* _Instructions to follow_
Find each line below where the word "normals" occurs, and copy it.

* _Provided material_
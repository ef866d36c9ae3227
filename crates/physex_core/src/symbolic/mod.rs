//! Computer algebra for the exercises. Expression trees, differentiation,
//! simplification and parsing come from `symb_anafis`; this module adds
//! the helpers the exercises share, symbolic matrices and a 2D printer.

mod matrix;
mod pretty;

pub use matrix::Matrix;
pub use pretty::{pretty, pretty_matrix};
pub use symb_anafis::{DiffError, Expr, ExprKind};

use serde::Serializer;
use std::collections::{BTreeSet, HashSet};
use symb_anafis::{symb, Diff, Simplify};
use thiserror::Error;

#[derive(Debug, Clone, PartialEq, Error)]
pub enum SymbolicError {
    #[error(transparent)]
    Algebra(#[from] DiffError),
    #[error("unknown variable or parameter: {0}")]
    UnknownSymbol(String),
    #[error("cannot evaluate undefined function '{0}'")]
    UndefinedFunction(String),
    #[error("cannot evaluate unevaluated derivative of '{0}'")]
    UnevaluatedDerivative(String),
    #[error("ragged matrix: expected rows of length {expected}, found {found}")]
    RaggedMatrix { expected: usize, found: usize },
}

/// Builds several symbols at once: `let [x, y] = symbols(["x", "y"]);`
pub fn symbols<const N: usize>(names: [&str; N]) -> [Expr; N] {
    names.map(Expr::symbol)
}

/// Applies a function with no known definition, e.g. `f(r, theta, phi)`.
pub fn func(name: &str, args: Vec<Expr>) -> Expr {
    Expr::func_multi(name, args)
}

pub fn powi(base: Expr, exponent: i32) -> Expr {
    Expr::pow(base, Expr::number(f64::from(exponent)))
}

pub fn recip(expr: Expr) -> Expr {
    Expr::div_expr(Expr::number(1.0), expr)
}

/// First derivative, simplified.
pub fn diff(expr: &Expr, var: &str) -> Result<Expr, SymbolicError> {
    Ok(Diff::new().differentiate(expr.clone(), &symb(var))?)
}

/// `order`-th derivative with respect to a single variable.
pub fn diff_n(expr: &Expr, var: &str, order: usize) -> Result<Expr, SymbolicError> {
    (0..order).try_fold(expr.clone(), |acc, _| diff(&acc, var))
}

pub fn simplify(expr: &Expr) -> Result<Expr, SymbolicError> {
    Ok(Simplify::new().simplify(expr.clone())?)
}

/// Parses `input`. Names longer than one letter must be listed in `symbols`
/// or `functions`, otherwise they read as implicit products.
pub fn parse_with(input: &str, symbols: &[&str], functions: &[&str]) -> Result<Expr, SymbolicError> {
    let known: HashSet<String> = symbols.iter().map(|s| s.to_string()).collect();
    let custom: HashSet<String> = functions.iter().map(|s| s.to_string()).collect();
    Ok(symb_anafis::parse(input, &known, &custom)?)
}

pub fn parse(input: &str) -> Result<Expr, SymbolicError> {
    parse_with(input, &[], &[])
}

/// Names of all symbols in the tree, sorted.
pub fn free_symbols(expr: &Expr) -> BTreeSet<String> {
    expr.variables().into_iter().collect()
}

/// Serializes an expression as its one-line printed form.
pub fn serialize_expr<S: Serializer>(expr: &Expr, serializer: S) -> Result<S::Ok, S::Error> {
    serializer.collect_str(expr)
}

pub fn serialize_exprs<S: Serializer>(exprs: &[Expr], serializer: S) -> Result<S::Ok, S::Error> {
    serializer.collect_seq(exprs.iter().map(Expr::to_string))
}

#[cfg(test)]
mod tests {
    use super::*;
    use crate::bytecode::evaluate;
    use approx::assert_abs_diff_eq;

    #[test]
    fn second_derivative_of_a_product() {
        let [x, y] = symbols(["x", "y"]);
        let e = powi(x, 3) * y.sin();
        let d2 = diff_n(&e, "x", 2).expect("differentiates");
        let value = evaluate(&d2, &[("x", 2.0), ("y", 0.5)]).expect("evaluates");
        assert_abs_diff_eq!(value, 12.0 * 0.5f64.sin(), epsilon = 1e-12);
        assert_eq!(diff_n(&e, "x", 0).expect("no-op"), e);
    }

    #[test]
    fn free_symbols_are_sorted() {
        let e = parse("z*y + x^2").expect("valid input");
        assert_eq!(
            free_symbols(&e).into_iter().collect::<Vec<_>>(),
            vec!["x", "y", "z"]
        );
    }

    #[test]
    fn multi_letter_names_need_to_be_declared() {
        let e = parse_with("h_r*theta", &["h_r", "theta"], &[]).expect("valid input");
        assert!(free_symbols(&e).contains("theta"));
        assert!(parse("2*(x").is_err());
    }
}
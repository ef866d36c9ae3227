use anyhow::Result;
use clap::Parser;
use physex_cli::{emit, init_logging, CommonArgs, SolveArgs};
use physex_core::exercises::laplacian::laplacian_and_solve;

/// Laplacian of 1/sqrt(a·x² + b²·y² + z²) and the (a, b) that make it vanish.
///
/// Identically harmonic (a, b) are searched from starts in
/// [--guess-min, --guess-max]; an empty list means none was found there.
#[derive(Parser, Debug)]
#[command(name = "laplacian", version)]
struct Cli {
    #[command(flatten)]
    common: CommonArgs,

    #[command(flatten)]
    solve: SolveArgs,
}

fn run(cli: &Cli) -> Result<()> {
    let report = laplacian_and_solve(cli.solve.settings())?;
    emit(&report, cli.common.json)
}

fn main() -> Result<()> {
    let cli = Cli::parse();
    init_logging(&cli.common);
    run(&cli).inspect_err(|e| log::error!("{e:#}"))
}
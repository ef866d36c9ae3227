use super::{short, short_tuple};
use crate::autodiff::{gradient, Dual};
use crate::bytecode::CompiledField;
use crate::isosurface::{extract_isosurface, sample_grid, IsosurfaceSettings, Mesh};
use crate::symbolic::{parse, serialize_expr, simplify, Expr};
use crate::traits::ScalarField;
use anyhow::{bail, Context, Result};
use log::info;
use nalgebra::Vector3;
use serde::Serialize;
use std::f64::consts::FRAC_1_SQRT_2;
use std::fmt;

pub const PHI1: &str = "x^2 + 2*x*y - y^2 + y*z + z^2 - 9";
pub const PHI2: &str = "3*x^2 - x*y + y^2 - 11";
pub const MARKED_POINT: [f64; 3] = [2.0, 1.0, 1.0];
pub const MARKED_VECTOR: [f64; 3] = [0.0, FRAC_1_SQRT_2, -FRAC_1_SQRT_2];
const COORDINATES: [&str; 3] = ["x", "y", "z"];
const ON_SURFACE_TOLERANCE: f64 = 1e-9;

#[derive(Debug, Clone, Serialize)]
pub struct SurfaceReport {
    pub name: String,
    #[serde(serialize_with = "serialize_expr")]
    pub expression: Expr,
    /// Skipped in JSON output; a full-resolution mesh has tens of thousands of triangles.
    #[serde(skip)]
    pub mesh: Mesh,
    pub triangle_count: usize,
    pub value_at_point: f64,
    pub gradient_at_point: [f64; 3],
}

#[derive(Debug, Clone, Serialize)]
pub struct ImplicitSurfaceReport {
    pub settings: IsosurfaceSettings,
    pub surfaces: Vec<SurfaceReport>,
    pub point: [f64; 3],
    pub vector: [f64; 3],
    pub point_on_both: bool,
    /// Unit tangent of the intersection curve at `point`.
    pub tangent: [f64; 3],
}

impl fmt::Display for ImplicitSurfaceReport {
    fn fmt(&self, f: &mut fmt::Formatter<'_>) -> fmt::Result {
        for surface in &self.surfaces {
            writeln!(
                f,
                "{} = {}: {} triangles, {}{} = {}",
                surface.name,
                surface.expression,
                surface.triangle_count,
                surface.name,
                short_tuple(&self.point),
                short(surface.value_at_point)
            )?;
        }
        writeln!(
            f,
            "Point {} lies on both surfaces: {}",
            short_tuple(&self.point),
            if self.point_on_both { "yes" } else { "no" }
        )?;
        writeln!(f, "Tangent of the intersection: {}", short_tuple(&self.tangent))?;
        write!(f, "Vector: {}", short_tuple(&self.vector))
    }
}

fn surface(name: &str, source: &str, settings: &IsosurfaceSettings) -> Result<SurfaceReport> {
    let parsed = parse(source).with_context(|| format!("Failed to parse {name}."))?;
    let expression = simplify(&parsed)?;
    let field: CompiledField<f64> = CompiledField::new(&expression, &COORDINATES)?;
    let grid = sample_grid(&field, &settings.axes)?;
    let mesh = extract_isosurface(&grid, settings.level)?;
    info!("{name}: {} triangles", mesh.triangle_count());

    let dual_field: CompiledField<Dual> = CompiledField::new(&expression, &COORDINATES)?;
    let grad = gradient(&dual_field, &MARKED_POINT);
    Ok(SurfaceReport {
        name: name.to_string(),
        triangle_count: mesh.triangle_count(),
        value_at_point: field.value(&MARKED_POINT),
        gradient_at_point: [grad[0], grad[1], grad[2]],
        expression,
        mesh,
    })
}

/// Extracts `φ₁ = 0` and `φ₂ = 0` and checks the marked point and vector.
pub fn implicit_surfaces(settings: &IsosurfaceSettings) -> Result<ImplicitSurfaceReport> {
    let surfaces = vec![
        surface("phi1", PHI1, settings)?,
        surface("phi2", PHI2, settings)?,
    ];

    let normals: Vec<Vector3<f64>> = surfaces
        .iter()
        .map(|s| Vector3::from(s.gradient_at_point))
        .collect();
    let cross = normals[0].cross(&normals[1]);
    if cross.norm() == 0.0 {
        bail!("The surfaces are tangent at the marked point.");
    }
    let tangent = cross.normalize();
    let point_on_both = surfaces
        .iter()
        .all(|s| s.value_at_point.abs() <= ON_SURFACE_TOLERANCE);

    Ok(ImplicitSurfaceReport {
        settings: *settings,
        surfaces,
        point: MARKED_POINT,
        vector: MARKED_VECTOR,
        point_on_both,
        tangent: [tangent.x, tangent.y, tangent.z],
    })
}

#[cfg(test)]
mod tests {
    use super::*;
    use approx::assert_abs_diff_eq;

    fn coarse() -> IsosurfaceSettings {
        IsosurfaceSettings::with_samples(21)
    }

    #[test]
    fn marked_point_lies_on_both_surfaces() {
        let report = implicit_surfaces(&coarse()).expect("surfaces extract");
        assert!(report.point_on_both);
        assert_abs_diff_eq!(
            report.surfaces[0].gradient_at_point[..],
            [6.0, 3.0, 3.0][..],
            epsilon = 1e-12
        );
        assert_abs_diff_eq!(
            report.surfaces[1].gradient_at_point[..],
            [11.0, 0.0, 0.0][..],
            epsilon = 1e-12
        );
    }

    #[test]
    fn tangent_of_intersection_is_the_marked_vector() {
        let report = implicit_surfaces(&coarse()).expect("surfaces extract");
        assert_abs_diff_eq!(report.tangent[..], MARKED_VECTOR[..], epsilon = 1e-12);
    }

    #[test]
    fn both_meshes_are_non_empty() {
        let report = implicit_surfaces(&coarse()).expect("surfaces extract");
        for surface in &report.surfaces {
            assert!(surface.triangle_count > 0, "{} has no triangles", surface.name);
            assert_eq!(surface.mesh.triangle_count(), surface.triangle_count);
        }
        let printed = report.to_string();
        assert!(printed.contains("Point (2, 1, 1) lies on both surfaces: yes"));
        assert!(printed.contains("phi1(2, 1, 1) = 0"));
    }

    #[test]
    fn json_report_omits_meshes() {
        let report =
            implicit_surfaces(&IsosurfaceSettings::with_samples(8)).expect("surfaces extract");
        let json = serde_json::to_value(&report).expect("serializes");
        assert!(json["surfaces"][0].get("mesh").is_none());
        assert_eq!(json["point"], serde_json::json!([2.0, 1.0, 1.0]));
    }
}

* _Answer to this exercise_
    let normals: Vec<Vector3<f64>> = surfaces
    let cross = normals[0].cross(&normals[1]);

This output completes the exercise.